Filter the records down to the lines that hold the word "parsed", and copy each of those lines.
**** Source data ****
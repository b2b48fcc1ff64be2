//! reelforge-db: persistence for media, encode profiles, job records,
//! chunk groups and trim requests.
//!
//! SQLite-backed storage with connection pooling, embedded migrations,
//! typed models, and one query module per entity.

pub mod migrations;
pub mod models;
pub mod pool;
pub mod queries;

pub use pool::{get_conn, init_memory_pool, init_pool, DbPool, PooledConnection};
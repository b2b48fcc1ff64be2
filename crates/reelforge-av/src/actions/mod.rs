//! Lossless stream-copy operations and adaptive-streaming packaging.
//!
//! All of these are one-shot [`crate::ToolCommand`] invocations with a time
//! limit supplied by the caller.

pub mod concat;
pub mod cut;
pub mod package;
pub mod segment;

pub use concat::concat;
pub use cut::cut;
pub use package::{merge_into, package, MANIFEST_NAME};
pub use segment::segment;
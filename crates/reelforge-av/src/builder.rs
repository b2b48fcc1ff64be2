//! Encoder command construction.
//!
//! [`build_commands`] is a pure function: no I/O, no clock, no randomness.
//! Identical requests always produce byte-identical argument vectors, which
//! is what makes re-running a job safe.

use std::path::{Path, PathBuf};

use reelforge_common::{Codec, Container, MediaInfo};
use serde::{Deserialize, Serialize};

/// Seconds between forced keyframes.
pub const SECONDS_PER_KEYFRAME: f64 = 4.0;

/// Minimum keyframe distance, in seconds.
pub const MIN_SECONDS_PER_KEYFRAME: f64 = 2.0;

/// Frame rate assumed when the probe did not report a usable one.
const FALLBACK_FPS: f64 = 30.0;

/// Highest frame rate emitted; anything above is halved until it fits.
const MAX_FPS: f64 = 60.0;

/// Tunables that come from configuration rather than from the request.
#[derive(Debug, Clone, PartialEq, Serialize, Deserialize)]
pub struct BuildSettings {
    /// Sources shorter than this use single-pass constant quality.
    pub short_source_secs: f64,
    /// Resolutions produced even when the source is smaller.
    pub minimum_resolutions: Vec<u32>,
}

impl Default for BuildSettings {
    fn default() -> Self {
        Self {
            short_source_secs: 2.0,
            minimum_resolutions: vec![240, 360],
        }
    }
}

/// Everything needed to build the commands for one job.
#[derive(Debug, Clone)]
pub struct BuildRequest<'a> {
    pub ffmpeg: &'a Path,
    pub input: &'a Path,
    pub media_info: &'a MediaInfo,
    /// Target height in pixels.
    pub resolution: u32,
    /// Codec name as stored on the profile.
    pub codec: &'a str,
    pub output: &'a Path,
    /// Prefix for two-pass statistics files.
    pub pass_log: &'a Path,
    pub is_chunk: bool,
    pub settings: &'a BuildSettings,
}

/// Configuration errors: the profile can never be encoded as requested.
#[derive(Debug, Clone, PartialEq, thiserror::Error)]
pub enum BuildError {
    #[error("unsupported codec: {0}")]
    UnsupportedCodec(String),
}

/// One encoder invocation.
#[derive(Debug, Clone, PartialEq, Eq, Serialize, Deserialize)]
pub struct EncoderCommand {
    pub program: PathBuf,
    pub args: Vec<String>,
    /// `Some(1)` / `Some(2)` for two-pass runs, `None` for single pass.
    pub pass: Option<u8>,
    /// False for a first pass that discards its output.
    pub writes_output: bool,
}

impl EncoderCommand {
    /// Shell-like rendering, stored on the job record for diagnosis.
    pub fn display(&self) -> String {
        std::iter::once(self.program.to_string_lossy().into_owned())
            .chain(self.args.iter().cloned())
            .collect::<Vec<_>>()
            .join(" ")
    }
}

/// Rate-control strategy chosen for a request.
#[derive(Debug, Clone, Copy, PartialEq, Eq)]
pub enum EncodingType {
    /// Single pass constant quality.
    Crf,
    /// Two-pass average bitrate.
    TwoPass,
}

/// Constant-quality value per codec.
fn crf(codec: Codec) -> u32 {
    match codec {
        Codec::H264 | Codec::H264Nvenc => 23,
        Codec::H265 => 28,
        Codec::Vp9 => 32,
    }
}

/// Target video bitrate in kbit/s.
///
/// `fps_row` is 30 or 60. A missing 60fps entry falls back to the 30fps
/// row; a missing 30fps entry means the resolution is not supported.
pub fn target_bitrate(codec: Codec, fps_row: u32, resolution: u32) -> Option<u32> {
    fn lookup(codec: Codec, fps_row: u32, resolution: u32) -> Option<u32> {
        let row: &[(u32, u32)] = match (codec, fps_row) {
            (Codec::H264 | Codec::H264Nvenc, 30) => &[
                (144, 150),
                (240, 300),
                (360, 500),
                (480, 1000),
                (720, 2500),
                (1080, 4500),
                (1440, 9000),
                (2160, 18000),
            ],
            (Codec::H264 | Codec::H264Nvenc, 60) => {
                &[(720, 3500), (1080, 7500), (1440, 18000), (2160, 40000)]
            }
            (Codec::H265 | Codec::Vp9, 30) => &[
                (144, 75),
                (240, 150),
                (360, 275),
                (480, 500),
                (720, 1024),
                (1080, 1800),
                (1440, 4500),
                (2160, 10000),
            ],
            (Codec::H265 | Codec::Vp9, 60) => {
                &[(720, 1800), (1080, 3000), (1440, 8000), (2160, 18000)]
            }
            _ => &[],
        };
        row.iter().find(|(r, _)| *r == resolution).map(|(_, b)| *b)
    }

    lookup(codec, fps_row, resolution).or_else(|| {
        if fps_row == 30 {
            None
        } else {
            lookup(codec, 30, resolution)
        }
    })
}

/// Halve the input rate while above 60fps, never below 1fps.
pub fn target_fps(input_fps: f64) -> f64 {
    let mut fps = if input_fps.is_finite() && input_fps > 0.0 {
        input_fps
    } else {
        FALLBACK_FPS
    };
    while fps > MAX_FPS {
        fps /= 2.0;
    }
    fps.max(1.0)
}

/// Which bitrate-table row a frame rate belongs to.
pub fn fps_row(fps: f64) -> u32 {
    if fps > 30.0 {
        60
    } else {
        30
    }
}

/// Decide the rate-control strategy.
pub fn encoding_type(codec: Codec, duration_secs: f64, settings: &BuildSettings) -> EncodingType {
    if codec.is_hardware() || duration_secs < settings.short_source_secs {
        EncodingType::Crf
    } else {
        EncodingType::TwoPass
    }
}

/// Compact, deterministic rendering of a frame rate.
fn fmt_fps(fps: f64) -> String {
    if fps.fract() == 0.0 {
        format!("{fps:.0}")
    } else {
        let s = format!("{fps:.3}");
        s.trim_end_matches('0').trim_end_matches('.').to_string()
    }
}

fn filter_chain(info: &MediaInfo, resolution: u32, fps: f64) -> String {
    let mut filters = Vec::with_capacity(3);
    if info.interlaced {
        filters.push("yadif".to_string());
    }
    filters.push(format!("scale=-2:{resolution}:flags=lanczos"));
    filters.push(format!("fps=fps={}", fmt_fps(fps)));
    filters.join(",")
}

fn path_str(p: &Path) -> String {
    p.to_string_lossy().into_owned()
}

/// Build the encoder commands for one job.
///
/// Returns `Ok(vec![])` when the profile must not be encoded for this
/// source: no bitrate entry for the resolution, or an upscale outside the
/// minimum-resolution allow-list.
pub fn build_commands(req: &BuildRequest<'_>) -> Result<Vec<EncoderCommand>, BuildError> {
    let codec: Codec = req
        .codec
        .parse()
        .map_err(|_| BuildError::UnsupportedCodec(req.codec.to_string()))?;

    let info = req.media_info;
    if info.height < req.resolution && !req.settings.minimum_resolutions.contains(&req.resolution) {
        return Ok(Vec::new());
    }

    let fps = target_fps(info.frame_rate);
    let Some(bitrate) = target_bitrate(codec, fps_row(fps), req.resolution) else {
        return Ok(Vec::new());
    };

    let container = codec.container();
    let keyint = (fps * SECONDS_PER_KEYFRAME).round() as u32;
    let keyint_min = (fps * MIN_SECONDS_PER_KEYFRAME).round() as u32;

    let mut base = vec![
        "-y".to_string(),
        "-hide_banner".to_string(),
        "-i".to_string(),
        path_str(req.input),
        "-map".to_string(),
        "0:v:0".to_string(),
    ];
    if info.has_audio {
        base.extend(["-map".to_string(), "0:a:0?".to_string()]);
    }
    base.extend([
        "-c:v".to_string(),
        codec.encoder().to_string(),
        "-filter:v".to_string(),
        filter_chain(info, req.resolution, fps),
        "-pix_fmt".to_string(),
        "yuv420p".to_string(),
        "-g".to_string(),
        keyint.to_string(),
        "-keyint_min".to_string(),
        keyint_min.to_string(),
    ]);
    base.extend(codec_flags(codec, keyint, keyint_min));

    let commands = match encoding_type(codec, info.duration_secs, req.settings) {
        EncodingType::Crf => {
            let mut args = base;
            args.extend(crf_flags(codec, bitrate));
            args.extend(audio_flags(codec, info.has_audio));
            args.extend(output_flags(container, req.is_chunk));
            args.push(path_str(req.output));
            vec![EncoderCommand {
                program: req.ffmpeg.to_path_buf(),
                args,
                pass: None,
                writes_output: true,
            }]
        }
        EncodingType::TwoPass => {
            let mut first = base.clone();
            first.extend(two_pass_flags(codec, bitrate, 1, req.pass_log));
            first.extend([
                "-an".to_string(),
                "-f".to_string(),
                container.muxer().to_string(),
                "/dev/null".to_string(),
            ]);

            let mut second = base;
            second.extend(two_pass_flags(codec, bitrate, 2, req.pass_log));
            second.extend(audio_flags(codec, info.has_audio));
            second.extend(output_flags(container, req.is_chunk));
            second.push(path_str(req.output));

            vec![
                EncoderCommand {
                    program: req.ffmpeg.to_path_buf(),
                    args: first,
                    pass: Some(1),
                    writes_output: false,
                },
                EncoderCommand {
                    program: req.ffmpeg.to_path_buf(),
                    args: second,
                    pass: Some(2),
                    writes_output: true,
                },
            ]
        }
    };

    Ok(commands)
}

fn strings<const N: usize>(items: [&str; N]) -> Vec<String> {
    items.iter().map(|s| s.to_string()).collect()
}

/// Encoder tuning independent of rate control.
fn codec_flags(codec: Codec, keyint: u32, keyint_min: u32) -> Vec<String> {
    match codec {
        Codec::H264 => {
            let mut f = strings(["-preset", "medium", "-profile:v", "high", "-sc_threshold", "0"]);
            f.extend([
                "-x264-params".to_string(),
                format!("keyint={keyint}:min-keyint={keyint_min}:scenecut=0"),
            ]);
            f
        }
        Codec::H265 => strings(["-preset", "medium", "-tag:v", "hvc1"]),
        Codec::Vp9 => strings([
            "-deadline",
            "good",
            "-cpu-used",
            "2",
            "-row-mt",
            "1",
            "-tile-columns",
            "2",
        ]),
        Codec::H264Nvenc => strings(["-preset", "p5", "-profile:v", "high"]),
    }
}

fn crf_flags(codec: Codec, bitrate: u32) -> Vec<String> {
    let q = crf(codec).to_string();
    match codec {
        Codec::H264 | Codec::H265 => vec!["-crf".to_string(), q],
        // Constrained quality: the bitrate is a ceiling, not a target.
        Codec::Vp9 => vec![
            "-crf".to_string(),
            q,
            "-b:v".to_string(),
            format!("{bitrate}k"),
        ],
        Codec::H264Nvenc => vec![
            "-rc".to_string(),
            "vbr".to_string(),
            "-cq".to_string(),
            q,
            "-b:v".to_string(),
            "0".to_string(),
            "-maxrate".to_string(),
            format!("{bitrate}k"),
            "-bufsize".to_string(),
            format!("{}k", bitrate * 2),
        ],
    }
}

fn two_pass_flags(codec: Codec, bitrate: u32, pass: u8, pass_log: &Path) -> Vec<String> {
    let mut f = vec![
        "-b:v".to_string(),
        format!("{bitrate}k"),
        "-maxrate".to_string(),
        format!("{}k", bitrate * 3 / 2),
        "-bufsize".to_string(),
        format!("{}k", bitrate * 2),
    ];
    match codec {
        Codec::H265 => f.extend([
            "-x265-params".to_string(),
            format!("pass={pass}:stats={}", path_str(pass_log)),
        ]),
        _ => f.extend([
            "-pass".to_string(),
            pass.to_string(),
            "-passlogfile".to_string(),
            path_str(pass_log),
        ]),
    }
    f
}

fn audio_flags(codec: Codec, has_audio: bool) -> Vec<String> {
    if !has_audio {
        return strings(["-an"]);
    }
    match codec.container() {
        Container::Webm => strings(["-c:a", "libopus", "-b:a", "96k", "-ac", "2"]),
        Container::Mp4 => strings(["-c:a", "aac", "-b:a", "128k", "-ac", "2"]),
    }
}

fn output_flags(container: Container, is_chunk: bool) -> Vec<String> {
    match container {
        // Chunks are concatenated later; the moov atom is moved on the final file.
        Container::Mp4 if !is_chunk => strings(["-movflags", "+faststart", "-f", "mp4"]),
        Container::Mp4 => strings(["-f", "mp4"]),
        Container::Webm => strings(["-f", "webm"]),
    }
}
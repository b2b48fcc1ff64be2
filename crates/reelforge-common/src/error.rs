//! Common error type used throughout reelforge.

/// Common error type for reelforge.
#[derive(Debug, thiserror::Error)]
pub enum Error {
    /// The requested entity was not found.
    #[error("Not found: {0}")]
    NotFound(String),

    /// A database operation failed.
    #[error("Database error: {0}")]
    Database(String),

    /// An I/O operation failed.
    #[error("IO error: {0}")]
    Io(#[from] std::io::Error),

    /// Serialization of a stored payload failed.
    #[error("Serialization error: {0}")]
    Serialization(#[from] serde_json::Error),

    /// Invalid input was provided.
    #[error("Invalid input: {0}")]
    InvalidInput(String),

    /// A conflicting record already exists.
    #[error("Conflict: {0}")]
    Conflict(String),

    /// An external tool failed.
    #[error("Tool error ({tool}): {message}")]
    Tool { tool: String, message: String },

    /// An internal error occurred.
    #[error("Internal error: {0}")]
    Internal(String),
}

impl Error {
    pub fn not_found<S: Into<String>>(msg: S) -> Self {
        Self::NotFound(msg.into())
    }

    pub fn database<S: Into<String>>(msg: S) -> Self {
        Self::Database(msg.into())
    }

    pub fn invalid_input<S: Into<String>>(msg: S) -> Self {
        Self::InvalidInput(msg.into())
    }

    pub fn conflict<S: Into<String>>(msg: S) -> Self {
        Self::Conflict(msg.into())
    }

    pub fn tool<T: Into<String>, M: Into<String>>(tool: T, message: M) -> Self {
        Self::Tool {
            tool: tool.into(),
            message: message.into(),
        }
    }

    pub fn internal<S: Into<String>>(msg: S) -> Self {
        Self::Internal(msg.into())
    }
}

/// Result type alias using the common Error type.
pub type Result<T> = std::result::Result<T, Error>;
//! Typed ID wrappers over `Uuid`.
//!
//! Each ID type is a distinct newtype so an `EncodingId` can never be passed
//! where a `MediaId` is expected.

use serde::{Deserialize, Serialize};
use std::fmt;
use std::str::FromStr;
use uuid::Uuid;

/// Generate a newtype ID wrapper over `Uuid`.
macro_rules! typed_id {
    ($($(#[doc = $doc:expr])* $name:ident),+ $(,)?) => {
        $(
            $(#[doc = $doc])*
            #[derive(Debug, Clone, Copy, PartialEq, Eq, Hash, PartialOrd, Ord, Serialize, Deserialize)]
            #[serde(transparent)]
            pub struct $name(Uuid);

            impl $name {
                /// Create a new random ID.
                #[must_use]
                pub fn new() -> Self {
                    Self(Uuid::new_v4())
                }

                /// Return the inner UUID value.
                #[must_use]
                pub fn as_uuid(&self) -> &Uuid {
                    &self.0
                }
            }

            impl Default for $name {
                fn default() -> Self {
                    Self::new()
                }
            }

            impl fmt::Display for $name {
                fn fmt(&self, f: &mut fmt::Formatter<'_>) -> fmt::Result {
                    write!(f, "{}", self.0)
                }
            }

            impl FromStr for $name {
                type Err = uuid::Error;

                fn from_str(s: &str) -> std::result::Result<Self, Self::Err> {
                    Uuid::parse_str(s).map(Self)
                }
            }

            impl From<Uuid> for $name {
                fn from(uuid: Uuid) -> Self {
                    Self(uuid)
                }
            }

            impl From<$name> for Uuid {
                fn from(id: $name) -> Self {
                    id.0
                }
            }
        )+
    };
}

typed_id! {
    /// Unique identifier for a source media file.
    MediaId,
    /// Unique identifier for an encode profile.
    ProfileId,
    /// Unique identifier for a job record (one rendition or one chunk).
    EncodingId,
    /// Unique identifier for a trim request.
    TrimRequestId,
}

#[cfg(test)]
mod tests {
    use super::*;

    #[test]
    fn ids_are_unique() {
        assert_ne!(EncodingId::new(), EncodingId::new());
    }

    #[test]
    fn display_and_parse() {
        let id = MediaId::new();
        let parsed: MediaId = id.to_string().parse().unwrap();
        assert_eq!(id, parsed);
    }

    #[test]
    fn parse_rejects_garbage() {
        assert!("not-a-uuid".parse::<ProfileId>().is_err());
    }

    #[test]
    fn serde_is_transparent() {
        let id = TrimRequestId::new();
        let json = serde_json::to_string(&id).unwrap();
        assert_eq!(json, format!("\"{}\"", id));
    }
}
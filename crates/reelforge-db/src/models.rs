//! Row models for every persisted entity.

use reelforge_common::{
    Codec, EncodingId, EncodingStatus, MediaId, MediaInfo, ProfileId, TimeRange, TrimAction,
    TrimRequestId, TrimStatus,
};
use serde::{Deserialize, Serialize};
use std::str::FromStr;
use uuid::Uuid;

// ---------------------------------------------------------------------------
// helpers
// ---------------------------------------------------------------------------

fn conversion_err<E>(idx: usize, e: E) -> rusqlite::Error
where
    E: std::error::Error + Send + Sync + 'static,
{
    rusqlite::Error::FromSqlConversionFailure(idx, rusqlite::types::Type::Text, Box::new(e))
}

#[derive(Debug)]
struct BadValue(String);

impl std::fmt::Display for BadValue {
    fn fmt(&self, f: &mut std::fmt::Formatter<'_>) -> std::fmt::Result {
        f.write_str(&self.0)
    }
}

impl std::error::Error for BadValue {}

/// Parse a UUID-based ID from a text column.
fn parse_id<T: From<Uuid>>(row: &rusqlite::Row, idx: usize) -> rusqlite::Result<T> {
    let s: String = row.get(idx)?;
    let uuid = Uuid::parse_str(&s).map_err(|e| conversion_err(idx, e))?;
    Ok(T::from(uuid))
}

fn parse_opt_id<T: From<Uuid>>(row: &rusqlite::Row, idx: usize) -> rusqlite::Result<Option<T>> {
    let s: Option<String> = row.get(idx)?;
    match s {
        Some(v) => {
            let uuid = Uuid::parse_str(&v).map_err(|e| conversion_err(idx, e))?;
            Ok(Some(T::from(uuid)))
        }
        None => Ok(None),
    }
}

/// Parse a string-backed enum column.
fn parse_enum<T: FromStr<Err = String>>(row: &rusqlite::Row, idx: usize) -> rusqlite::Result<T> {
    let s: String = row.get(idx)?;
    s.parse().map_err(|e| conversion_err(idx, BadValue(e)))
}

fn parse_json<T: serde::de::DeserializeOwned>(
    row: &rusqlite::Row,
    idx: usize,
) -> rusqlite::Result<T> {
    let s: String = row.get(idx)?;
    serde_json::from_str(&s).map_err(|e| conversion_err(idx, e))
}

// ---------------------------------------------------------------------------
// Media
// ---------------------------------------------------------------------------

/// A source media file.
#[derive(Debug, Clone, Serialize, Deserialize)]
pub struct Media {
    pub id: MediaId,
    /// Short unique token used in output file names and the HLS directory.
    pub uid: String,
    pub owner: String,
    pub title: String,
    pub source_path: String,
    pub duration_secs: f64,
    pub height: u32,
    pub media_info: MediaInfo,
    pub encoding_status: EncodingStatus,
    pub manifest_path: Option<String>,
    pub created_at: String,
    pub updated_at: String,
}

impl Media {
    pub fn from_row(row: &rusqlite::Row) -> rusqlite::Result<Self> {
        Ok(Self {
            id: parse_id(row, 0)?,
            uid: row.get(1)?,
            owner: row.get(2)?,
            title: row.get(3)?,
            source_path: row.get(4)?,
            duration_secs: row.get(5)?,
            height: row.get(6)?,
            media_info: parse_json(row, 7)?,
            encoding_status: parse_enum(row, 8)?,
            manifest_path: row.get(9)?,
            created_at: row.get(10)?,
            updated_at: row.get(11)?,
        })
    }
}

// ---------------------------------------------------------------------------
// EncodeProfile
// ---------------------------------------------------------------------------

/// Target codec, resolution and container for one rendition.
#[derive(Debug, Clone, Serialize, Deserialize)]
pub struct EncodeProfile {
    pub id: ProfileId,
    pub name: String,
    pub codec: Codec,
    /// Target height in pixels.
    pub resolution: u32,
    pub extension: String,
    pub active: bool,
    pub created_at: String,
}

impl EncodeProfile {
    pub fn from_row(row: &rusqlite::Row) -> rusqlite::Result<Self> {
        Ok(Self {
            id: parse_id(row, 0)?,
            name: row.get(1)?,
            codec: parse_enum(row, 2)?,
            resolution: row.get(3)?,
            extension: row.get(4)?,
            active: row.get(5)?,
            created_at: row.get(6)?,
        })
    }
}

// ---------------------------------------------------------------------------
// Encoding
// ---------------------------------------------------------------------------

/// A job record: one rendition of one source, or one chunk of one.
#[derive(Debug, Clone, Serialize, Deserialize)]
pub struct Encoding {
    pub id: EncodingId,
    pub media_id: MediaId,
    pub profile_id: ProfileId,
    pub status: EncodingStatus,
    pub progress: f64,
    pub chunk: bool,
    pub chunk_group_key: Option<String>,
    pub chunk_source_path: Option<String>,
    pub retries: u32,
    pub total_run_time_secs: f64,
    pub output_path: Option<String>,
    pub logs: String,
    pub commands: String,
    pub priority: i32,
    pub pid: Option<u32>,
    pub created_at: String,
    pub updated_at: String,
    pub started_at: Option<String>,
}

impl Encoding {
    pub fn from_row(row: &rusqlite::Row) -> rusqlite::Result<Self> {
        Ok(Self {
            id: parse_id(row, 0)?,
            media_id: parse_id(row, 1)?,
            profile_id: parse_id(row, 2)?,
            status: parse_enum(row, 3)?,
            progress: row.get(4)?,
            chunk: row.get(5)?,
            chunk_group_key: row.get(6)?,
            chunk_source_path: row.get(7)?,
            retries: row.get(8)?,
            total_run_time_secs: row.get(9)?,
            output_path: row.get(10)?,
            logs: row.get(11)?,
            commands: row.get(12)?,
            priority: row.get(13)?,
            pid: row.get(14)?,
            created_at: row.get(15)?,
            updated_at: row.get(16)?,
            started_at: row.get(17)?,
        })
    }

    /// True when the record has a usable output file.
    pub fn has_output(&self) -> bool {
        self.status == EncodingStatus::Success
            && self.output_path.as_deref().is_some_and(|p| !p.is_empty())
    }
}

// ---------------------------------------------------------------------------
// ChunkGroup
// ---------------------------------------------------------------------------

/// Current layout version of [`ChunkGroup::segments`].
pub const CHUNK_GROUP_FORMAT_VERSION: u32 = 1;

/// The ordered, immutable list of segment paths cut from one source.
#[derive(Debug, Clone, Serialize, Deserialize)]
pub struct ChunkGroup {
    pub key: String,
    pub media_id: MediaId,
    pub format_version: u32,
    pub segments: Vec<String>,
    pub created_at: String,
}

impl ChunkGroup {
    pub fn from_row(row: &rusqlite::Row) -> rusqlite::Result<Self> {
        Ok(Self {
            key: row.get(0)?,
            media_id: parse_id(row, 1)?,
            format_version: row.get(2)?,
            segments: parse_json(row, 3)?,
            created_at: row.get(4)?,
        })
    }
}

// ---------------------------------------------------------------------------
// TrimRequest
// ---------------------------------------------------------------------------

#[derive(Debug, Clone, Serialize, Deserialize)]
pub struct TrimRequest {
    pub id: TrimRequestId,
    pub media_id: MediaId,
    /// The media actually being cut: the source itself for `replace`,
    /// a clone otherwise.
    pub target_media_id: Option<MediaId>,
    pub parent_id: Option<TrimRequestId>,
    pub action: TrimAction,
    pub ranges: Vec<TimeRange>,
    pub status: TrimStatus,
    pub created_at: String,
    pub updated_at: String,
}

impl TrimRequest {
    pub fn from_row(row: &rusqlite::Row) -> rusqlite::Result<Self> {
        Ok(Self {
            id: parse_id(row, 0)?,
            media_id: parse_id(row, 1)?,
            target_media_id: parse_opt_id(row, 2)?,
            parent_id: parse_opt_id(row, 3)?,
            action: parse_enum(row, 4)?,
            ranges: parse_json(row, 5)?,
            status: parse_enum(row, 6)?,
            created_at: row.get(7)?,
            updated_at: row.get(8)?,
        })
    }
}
****
Response for this exercise:
        let parsed: MediaId = id.to_string().parse().unwrap();
        assert_eq!(id, parsed);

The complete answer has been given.